Em junho seguinte, a Companhia de Jesus expulsou Rupnik, que continua sendo padre, mas não é mais jesuíta. Em uma entrevista de janeiro de 2023 à Associated Press, o Papa Francisco, que conhecia bem Rupnik, esclareceu que ele nunca havia “interveio” em seu caso canônico, chamando as revelações sobre ele de “uma grande surpresa e uma ferida”. Em outubro daquele ano, após consultar o cardeal americano Sean O'Malley, presidente da Pontifícia Comissão para a Proteção de Menores, Bergoglio “pediu ao Dicastério para a Doutrina da Fé que examinasse o caso e decidiu renunciar ao estatuto de limitações para permitir que um julgamento ocorresse”.
A Companhia de Jesus, na pessoa do Padre Verschueren, enviou ontem uma carta a cerca de vinte vítimas do ex-irmão. Na carta, tornada pública pela advogada de cinco das vítimas, Laura Sgrò, e confirmada pela Cúria Geral, os jesuítas, lembra o chefe das casas jesuítas romanas, tinham "oferecido a Marko Rupnik a possibilidade de assumir publicamente a responsabilidade por suas ações, de se arrepender, de pedir perdão e de começar um caminho de purificação e terapia. Após sua recusa obstinada em se submeter a essa possibilidade, o Padre Geral tomou a decisão de demiti-lo". A Companhia de Jesus representou às vítimas que não se sentia “à vontade” com a situação atual, ciente de que “aos vários tipos de violência então sofrida, somava-se o sofrimento pela falta de escuta e de justiça durante muitos anos”. Por isso, os Jesuítas expressam às vítimas de Marko Rupnik “a confiança de que um processo de cura e de reconciliação interior é possível, desde que haja também um caminho de verdade e de reconhecimento da nossa parte”. O Padre Verschueren também confidencia às vítimas seus sentimentos de "surpresa, dor e amargura ao assumir não apenas o peso e o fardo da violência do comportamento de um ex-colega, mas também da cegueira, dos silêncios, das recusas de ouvir ou de agir por parte de outros confrades".

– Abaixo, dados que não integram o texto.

use std::{fmt, str::FromStr};

use chrono::{DateTime, Utc};
use serde::{Deserialize, Serialize};
use utoipa::ToSchema;
use uuid::Uuid;

#[derive(Debug, Clone, Copy, PartialEq, Eq, Hash, Serialize, Deserialize, ToSchema)]
#[serde(rename_all = "lowercase")]
pub enum Role {
  Freelancer,
  Entrepreneur,
  Investor,
  /// Kept for documents written by the legacy admin portal.
  Admin,
}

impl fmt::Display for Role {
  fn fmt(&self, f: &mut fmt::Formatter) -> fmt::Result {
    match self {
      Role::Freelancer => write!(f, "freelancer"),
      Role::Entrepreneur => write!(f, "entrepreneur"),
      Role::Investor => write!(f, "investor"),
      Role::Admin => write!(f, "admin"),
    }
  }
}

impl FromStr for Role {
  type Err = String;

  fn from_str(s: &str) -> Result<Self, Self::Err> {
    match s {
      "freelancer" => Ok(Role::Freelancer),
      "entrepreneur" => Ok(Role::Entrepreneur),
      "investor" => Ok(Role::Investor),
      "admin" => Ok(Role::Admin),
      _ => Err(format!("'{}' is not a valid role", s)),
    }
  }
}

#[derive(Serialize, Deserialize, Debug, Clone, Default, PartialEq, ToSchema)]
#[serde(default, rename_all = "camelCase")]
pub struct SocialLinks {
  pub linkedin: Option<String>,
  pub github: Option<String>,
  pub twitter: Option<String>,
  pub website: Option<String>,
}

/// Profile fields shared by every role.
#[derive(Serialize, Deserialize, Debug, Clone, Default, PartialEq, ToSchema)]
#[serde(default, rename_all = "camelCase")]
pub struct Profile {
  pub bio: Option<String>,
  pub skills: Vec<String>,
  pub location: Option<String>,
  #[serde(alias = "profilePicture")]
  pub avatar: Option<String>,
  pub social: SocialLinks,
}

#[derive(Serialize, Deserialize, Debug, Clone, Default, PartialEq, ToSchema)]
#[serde(default, rename_all = "camelCase")]
pub struct Experience {
  pub title: String,
  pub company: String,
  pub years: Option<u32>,
  pub description: Option<String>,
}

#[derive(Serialize, Deserialize, Debug, Clone, Default, PartialEq, ToSchema)]
#[serde(default, rename_all = "camelCase")]
pub struct Education {
  pub degree: String,
  pub institution: String,
  pub year: Option<i32>,
}

#[derive(Serialize, Deserialize, Debug, Clone, Default, PartialEq, ToSchema)]
#[serde(default, rename_all = "camelCase")]
pub struct Company {
  pub name: String,
  pub description: Option<String>,
  pub website: Option<String>,
}

#[derive(Serialize, Deserialize, Debug, Clone, Default, PartialEq, ToSchema)]
#[serde(default, rename_all = "camelCase")]
pub struct TicketSize {
  pub min: Option<f64>,
  pub max: Option<f64>,
}

#[derive(Serialize, Deserialize, Debug, Clone, Default, PartialEq, ToSchema)]
#[serde(default, rename_all = "camelCase")]
pub struct InvestmentPreferences {
  pub sectors: Vec<String>,
  pub stage_preference: Vec<String>,
  pub typical_ticket_size: Option<TicketSize>,
}

#[derive(Serialize, Deserialize, Debug, Clone, Default, PartialEq, ToSchema)]
#[serde(default, rename_all = "camelCase")]
pub struct FreelancerDetails {
  pub hourly_rate: Option<f64>,
  pub experience: Vec<Experience>,
  pub education: Vec<Education>,
}

#[derive(Serialize, Deserialize, Debug, Clone, Default, PartialEq, ToSchema)]
#[serde(default, rename_all = "camelCase")]
pub struct EntrepreneurDetails {
  pub company: Option<Company>,
}

#[derive(Serialize, Deserialize, Debug, Clone, Default, PartialEq, ToSchema)]
#[serde(default, rename_all = "camelCase")]
pub struct InvestorDetails {
  pub investment_preferences: Option<InvestmentPreferences>,
}

/// Role of a user together with the fields that only make sense for it.
/// Serialized inline with the user document, tagged by `role`.
#[derive(Serialize, Deserialize, Debug, Clone, PartialEq, ToSchema)]
#[serde(tag = "role", rename_all = "lowercase")]
pub enum RoleDetails {
  Freelancer(FreelancerDetails),
  Entrepreneur(EntrepreneurDetails),
  Investor(InvestorDetails),
  Admin,
}

impl RoleDetails {
  pub fn for_role(role: Role) -> Self {
    match role {
      Role::Freelancer => RoleDetails::Freelancer(FreelancerDetails::default()),
      Role::Entrepreneur => RoleDetails::Entrepreneur(EntrepreneurDetails::default()),
      Role::Investor => RoleDetails::Investor(InvestorDetails::default()),
      Role::Admin => RoleDetails::Admin,
    }
  }

  pub fn role(&self) -> Role {
    match self {
      RoleDetails::Freelancer(_) => Role::Freelancer,
      RoleDetails::Entrepreneur(_) => Role::Entrepreneur,
      RoleDetails::Investor(_) => Role::Investor,
      RoleDetails::Admin => Role::Admin,
    }
  }
}

#[derive(Serialize, Deserialize, Debug, Clone, ToSchema)]
#[serde(rename_all = "camelCase")]
pub struct User {
  pub id: Uuid,
  pub first_name: String,
  pub last_name: String,
  pub email: String,
  #[serde(skip_serializing, default)]
  pub password: String,
  #[serde(flatten)]
  pub profile: Profile,
  #[serde(flatten)]
  pub details: RoleDetails,
  #[serde(default)]
  pub is_verified: bool,
  pub created_at: DateTime<Utc>,
  pub updated_at: DateTime<Utc>,
}

impl User {
  pub fn role(&self) -> Role {
    self.details.role()
  }

  pub fn full_name(&self) -> String {
    format!("{} {}", self.first_name, self.last_name).trim().to_string()
  }

  pub fn hourly_rate(&self) -> Option<f64> {
    match &self.details {
      RoleDetails::Freelancer(details) => details.hourly_rate,
      _ => None,
    }
  }
}

/// Public identity of a user as embedded in project responses.
#[derive(Serialize, Deserialize, Debug, Clone, PartialEq, ToSchema)]
#[serde(rename_all = "camelCase")]
pub struct UserSummary {
  pub id: Uuid,
  pub name: String,
  pub avatar: Option<String>,
  pub skills: Vec<String>,
}

impl UserSummary {
  /// Summary for a reference whose user document no longer exists.
  pub fn missing(id: Uuid) -> Self {
    Self {
      id,
      name: String::new(),
      avatar: None,
      skills: vec![],
    }
  }
}

impl From<&User> for UserSummary {
  fn from(user: &User) -> Self {
    Self {
      id: user.id,
      name: user.full_name(),
      avatar: user.profile.avatar.clone(),
      skills: user.profile.skills.clone(),
    }
  }
}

O advogado Sgrò comenta em nota agradecendo ao Padre Verschueren e à Companhia de Jesus "que, com grande coragem e humildade, reconhecendo os erros cometidos até agora, finalmente acolheram e abraçaram as vítimas de Marko Rupnik, oferecendo-lhes o apoio que faltava até agora. Este é um gesto claro, forte e concreto; um importante passo à frente em um caminho comum de conscientização que certamente dará esperança a todas as vítimas de abuso. É imperativo, neste ponto, que o Dicastério para a Doutrina da Fé aproveite o exemplo da Companhia de Jesus e leve Marko Rupnik a julgamento o mais rápido possível, restaurando a dignidade às vítimas. Agora não podemos mais adiar, devemos apenas fazer justiça".